Juan Marquez ‏@jmquez thinks Microsoft are desperate:

What do companies do when their competitors are more innovative and offer better services?
#scroogled is a good example of this #fail

Over at (don’t make the mistake I did and miss out the d), there is a video in which a man is being served “full service bankruptcy” ads after his friend emails him to say “Hey Jeff I’ve been to that new pie place so many times we may have to take out a second mortgage”.

See the video here.

I’d be more concerned about the nosey lady looking over his shoulder and the physical health of his friend (don’t spend all your money on pies kids).

Are keyword ads really that tenuous?

Being a modern man I often receive emails from my mum that end with the sign off “love mum”… Why am I not being served ads about loving mums? (Probably because only family-safe ads appear in Gmail… thanks a lot Google!)

I rarely receive an ad that hones in on particular keywords however. Most are relevant to a broader theme. The email below is about a marketing summit and the ads are generally about digital marketing services

Most email providers are able to search through the keywords in your emails anyway – it’s how they check for spam. It doesn’t mean that there is a crack team of email-peepers, sitting in a darkened room and cackling deliriously as they absorb all of your inner-secrets.

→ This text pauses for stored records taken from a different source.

use std::fmt;

/// Identity of one compile attempt, assigned by the compile service.
#[derive(Copy, Clone, Eq, PartialEq, Ord, PartialOrd, Hash, Debug)]
pub struct AttemptId(u64);

impl AttemptId {
    #[inline]
    pub const fn new(raw: u64) -> Self {
        AttemptId(raw)
    }

    #[inline]
    pub const fn raw(self) -> u64 {
        self.0
    }
}

impl fmt::Display for AttemptId {
    fn fmt(&self, f: &mut fmt::Formatter<'_>) -> fmt::Result {
        write!(f, "#{}", self.0)
    }
}
//! Stack growth for recursive tree walks.
//!
//! The parser bounds how deep a submitted program may nest, but the bound is
//! still deeper than a 2 MiB blocking-pool thread can walk comfortably once
//! parse, lowering, evaluation and drop frames stack up. Wrapping each
//! recursive entry point in [`ensure_sufficient_stack`] moves the walk onto
//! a heap-allocated segment when the current stack runs low.
//!
//! On `wasm32` the call is a passthrough.

/// Grow when less than this much stack remains.
const RED_ZONE: usize = 100 * 1024;

/// Size of each new stack segment.
const STACK_PER_RECURSION: usize = 1024 * 1024;

/// Run `f`, first growing the stack if the current one is nearly exhausted.
#[inline]
#[cfg(not(target_arch = "wasm32"))]
pub fn ensure_sufficient_stack<R>(f: impl FnOnce() -> R) -> R {
    stacker::maybe_grow(RED_ZONE, STACK_PER_RECURSION, f)
}

#[inline]
#[cfg(target_arch = "wasm32")]
pub fn ensure_sufficient_stack<R>(f: impl FnOnce() -> R) -> R {
    f()
}
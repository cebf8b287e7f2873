//! Diagnostic codes for the Quill compiler.

use std::fmt;

use quill_diagnostic::Severity;

/// Error codes for Quill diagnostics.
///
/// Format: Q#### where the first digit indicates the stage:
/// - Q1xxx: lexer and parser (parse stage)
/// - Q2xxx: name resolution and lowering (emit stage)
#[derive(Copy, Clone, Eq, PartialEq, Hash, Debug)]
pub enum ErrorCode {
    /// Character that starts no token
    Q1001,
    /// String literal missing its closing quote
    Q1002,
    /// Expected a specific token
    Q1003,
    /// Expected `import` or a type declaration
    Q1004,
    /// Expected `new` or `fn` inside a type
    Q1005,
    /// Expected an expression
    Q1006,
    /// Integer literal out of range
    Q1007,
    /// Feature gated behind the preview language version
    Q1008,
    /// Expressions or blocks nested past the parser's depth limit
    Q1009,

    /// Imported library is not in the reference catalog
    Q2001,
    /// Library has no constant with that name
    Q2002,
    /// Library used without being imported
    Q2003,
    /// Name is not a parameter in scope
    Q2004,
    /// Type declared twice
    Q2005,
    /// Member declared twice with the same arity
    Q2006,
    /// Import never used (warning)
    Q2007,
    /// Statement can never run (warning)
    Q2008,
    /// Reference image could not be decoded
    Q2009,
    /// Constructor returns a value
    Q2010,
    /// More than 255 parameters
    Q2011,
    /// Emitted image could not be encoded
    Q2099,
}

impl ErrorCode {
    pub fn as_str(&self) -> &'static str {
        match self {
            ErrorCode::Q1001 => "Q1001",
            ErrorCode::Q1002 => "Q1002",
            ErrorCode::Q1003 => "Q1003",
            ErrorCode::Q1004 => "Q1004",
            ErrorCode::Q1005 => "Q1005",
            ErrorCode::Q1006 => "Q1006",
            ErrorCode::Q1007 => "Q1007",
            ErrorCode::Q1008 => "Q1008",
            ErrorCode::Q1009 => "Q1009",
            ErrorCode::Q2001 => "Q2001",
            ErrorCode::Q2002 => "Q2002",
            ErrorCode::Q2003 => "Q2003",
            ErrorCode::Q2004 => "Q2004",
            ErrorCode::Q2005 => "Q2005",
            ErrorCode::Q2006 => "Q2006",
            ErrorCode::Q2007 => "Q2007",
            ErrorCode::Q2008 => "Q2008",
            ErrorCode::Q2009 => "Q2009",
            ErrorCode::Q2010 => "Q2010",
            ErrorCode::Q2011 => "Q2011",
            ErrorCode::Q2099 => "Q2099",
        }
    }

    pub fn severity(&self) -> Severity {
        match self {
            ErrorCode::Q2007 | ErrorCode::Q2008 => Severity::Warning,
            _ => Severity::Error,
        }
    }
}

impl fmt::Display for ErrorCode {
    fn fmt(&self, f: &mut fmt::Formatter<'_>) -> fmt::Result {
        f.write_str(self.as_str())
    }
}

As Google says “Ad targeting in Gmail is fully automated, and no humans read your email or Google Account information in order to show you advertisements or related information.” That’s not to say it isn’t all being stored in a massive data warehouse, ready to bite you on the bum when judgement day comes – but life’s too short to be worrying about judgement day.

And let’s not forget, if you don’t like receiving ads, you can also change to the HTML reading version or change your preferences.

Websites have long been able to track user movements across the web. The EU cookie law implemented last year made way for slightly more transparency, but how many internet users truly know how their behaviour is being monitored and what it is being used for?

Paul Rubin, a professor of economics at Emory University in Atlanta argues that internet users are richly rewarded for their personal data and that ultimately the data is used to help make a better internet experience.

What does this mean for marketers?

An Experian report in November 2012 showed that Google’s market share in the UK had dropped below 90% of all searches for the first time in five years (to 89.33%).

But before you go closing your Gmail accounts and ripping up those “I heart Google” tee-shirts, the gap between Google and its competitors is still colossal. The closest challenger is Microsoft’s Bing, up to around 4.71% market share. Google still has 18 times more searches than any other search engine in the UK.

For digital marketers, this means that the vast majority of your customers will continue to trust Google if the ads they are served are relevant. It’s therefore in Google’s best interests to make sure that the most relevant ads are displayed.

The reality is that for businesses using Google as a marketing tool, the challenge continues to be one of relevance. How do you attract relevant traffic? The data is there to help you to do this and (as a by-product) the majority of web-users experiences will also be one of relevance – from finding cheap flights, to discovering products and services they never knew they needed.

We’re all adults here, thanks Microsoft… which is why I’m off to look at some mother-loving websites.

How relevant are the ads you see in you Gmail? Do you care?